**What is being asked**. Those lines of the material below that fall between its first line and the line with "pub(crate) fn emit<E: Event>(event: &E)", both included, are to be repeated exactly.

**Exercise inputs**.
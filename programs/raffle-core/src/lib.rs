use std::fmt;

use instructions::*;

pub mod config;
pub mod error;
pub mod instructions;
pub mod ownership;
pub mod randomness;
pub mod state;
pub mod store;

pub use config::RaffleConfig;
pub use error::{ErrorKind, RaffleError, Result};
pub use instructions::{
    CloseOutcome, CreatedRaffle, JoinOutcome, JoinView, RaffleView, TicketAction,
};
pub use ownership::{
    OwnerSession, OwnershipAuthority, OwnershipCredential, OwnershipProof, OwnershipScheme,
};
pub use state::{Raffle, RaffleStatus, Ticket};
pub use store::{MemoryStore, RaffleStore, Store, TicketStore};

use randomness::{EntropySource, OsEntropy};

/// Everything one use case needs, borrowed from the service for a single call.
pub struct Context<'a, S: ?Sized> {
    pub store: &'a S,
    pub authority: &'a OwnershipAuthority,
    pub entropy: &'a dyn EntropySource,
    pub config: &'a RaffleConfig,
}

/// A fact worth recording, written to the log when emitted.
pub trait Event: fmt::Debug {
    const NAME: &'static str;
}

pub(crate) fn emit<E: Event>(event: &E) {
    tracing::info!(event = E::NAME, data = ?event, "raffle event");
}

/// Entry point for the routing layer: create, view, join, submit and close.
pub struct RaffleService<S> {
    store: S,
    authority: OwnershipAuthority,
    entropy: Box<dyn EntropySource>,
    config: RaffleConfig,
}

impl<S: Store> RaffleService<S> {
    /// Builds a service with the ownership scheme selected by `config`.
    pub fn from_config(config: RaffleConfig, store: S) -> Result<Self> {
        let authority = config.authority()?;
        Ok(Self {
            store,
            authority,
            entropy: Box::new(OsEntropy),
            config,
        })
    }

    /// Replaces the OS entropy source used for winner draws.
    pub fn with_entropy(mut self, entropy: impl EntropySource + 'static) -> Self {
        self.entropy = Box::new(entropy);
        self
    }

    pub fn store(&self) -> &S {
        &self.store
    }

    pub fn scheme(&self) -> OwnershipScheme {
        self.authority.scheme()
    }

    fn ctx(&self) -> Context<'_, S> {
        Context {
            store: &self.store,
            authority: &self.authority,
            entropy: self.entropy.as_ref(),
            config: &self.config,
        }
    }

    pub fn create(&self, name: &str, secret: &str) -> Result<CreatedRaffle> {
        create_raffle::create_raffle(&self.ctx(), name, secret)
    }

    pub fn view(&self, raffle_id: &str, proof: OwnershipProof<'_>) -> Result<RaffleView> {
        view_raffle::view_raffle(&self.ctx(), raffle_id, proof)
    }

    pub fn join_view(&self, raffle_id: &str, owner: &str) -> Result<JoinOutcome> {
        join_raffle::join_raffle(&self.ctx(), raffle_id, owner)
    }

    pub fn submit_ticket(&self, raffle_id: &str, owner: &str, content: &str) -> Result<()> {
        submit_ticket::submit_ticket(&self.ctx(), raffle_id, owner, content)
    }

    pub fn close(
        &self,
        raffle_id: &str,
        proof: OwnershipProof<'_>,
        secret: Option<&str>,
    ) -> Result<CloseOutcome> {
        close_raffle::close_raffle(&self.ctx(), raffle_id, proof, secret)
    }
}
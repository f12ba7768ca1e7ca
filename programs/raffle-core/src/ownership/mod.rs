use std::collections::BTreeSet;

use serde::Deserialize;
use uuid::Uuid;

pub use secret::*;
pub use token::*;

pub mod secret;
pub mod token;

use crate::{
    error::{RaffleError, Result},
    store::RaffleStore,
};

/// Which ownership scheme a deployment runs. Never both at once.
#[derive(Deserialize, Clone, Copy, Debug, PartialEq, Eq, Default)]
#[serde(rename_all = "lowercase")]
pub enum OwnershipScheme {
    #[default]
    Token,
    Session,
}

/// Server-side session state: the raffles this caller created.
#[derive(Clone, Debug, Default, PartialEq, Eq)]
pub struct OwnerSession {
    raffles: BTreeSet<Uuid>,
}

impl OwnerSession {
    pub fn new() -> Self {
        Self::default()
    }

    /// Records a session credential. Token credentials are left to the client.
    pub fn accept(&mut self, credential: &OwnershipCredential) {
        if let OwnershipCredential::Session(raffle_id) = credential {
            self.raffles.insert(*raffle_id);
        }
    }

    pub fn contains(&self, raffle_id: &Uuid) -> bool {
        self.raffles.contains(raffle_id)
    }
}

/// Artifact handed out at creation time.
#[derive(Clone, Debug, PartialEq, Eq)]
pub enum OwnershipCredential {
    /// Signed token the client stores, e.g. as a cookie named after the raffle id.
    Token(String),
    /// Raffle id to be added to the creator's session.
    Session(Uuid),
}

/// Evidence a caller presents instead of the secret.
#[derive(Clone, Copy, Debug, Default)]
pub enum OwnershipProof<'a> {
    #[default]
    Absent,
    Token(&'a str),
    Session(&'a OwnerSession),
}

/// Decides whether a caller may close a raffle without knowing its secret.
#[derive(Clone, Debug)]
pub enum OwnershipAuthority {
    TokenBased(TokenSigner),
    SessionBased,
}

impl OwnershipAuthority {
    pub fn scheme(&self) -> OwnershipScheme {
        match self {
            OwnershipAuthority::TokenBased(_) => OwnershipScheme::Token,
            OwnershipAuthority::SessionBased => OwnershipScheme::Session,
        }
    }

    pub fn issue(&self, raffle_id: Uuid) -> Result<OwnershipCredential> {
        match self {
            OwnershipAuthority::TokenBased(signer) => {
                Ok(OwnershipCredential::Token(signer.issue(raffle_id)?))
            }
            OwnershipAuthority::SessionBased => Ok(OwnershipCredential::Session(raffle_id)),
        }
    }

    /// Never fails: a missing, malformed or foreign proof is just `false`. A proof
    /// for the other scheme is also `false`.
    pub fn verify(&self, raffle_id: Uuid, proof: OwnershipProof<'_>) -> bool {
        match (self, proof) {
            (OwnershipAuthority::TokenBased(signer), OwnershipProof::Token(token)) => {
                signer.verify(raffle_id, token)
            }
            (OwnershipAuthority::SessionBased, OwnershipProof::Session(session)) => {
                session.contains(&raffle_id)
            }
            _ => false,
        }
    }

    /// Checks `supplied` against the stored secret hash of `raffle_id`, using the
    /// cost recorded with that hash. Shared by both schemes and usable by anyone who
    /// knows the secret.
    pub fn verify_secret<S: RaffleStore + ?Sized>(
        &self,
        store: &S,
        raffle_id: Uuid,
        supplied: &str,
    ) -> Result<bool> {
        let raffle = store.get(raffle_id)?.ok_or(RaffleError::NotFound)?;
        Ok(raffle.secret.verify(supplied))
    }
}

#[cfg(test)]
mod tests {
    use super::*;

    #[test]
    fn session_scheme_tracks_membership() {
        let authority = OwnershipAuthority::SessionBased;
        let id = Uuid::new_v4();
        let mut session = OwnerSession::new();

        assert!(!authority.verify(id, OwnershipProof::Session(&session)));

        let credential = authority.issue(id).unwrap();
        session.accept(&credential);

        assert!(authority.verify(id, OwnershipProof::Session(&session)));
        assert!(!authority.verify(Uuid::new_v4(), OwnershipProof::Session(&session)));
        // A fresh session, e.g. another device, has no membership.
        assert!(!authority.verify(id, OwnershipProof::Session(&OwnerSession::new())));
    }

    #[test]
    fn proofs_from_the_other_scheme_do_not_count() {
        let signer = TokenSigner::new(vec![3u8; MIN_TOKEN_KEY_LEN]).unwrap();
        let authority = OwnershipAuthority::TokenBased(signer);
        let id = Uuid::new_v4();

        let mut session = OwnerSession::new();
        session.accept(&OwnershipCredential::Session(id));
        assert!(!authority.verify(id, OwnershipProof::Session(&session)));
        assert!(!authority.verify(id, OwnershipProof::Absent));

        let OwnershipCredential::Token(token) = authority.issue(id).unwrap() else {
            panic!("token scheme must issue tokens");
        };
        assert!(authority.verify(id, OwnershipProof::Token(&token)));
        assert!(!OwnershipAuthority::SessionBased.verify(id, OwnershipProof::Token(&token)));
    }
}
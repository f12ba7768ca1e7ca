pub use close_raffle::*;
pub use create_raffle::*;
pub use join_raffle::*;
pub use submit_ticket::*;
pub use view_raffle::*;

pub mod close_raffle;
pub mod create_raffle;
pub mod join_raffle;
pub mod submit_ticket;
pub mod view_raffle;

use uuid::Uuid;

use crate::error::{RaffleError, Result};

/// Raffle ids must parse as UUIDs before any lookup.
pub(crate) fn parse_raffle_id(raw: &str) -> Result<Uuid> {
    Uuid::parse_str(raw).map_err(|_| RaffleError::NotFound)
}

**Response for this exercise**.
filename programs/raffle-core/src/lib.rs
use std::fmt;

use instructions::*;

pub mod config;
pub mod error;
pub mod instructions;
pub mod ownership;
pub mod randomness;
pub mod state;
pub mod store;

pub use config::RaffleConfig;
pub use error::{ErrorKind, RaffleError, Result};
pub use instructions::{
    CloseOutcome, CreatedRaffle, JoinOutcome, JoinView, RaffleView, TicketAction,
};
pub use ownership::{
    OwnerSession, OwnershipAuthority, OwnershipCredential, OwnershipProof, OwnershipScheme,
};
pub use state::{Raffle, RaffleStatus, Ticket};
pub use store::{MemoryStore, RaffleStore, Store, TicketStore};

use randomness::{EntropySource, OsEntropy};

/// Everything one use case needs, borrowed from the service for a single call.
pub struct Context<'a, S: ?Sized> {
    pub store: &'a S,
    pub authority: &'a OwnershipAuthority,
    pub entropy: &'a dyn EntropySource,
    pub config: &'a RaffleConfig,
}

/// A fact worth recording, written to the log when emitted.
pub trait Event: fmt::Debug {
    const NAME: &'static str;
}

pub(crate) fn emit<E: Event>(event: &E) {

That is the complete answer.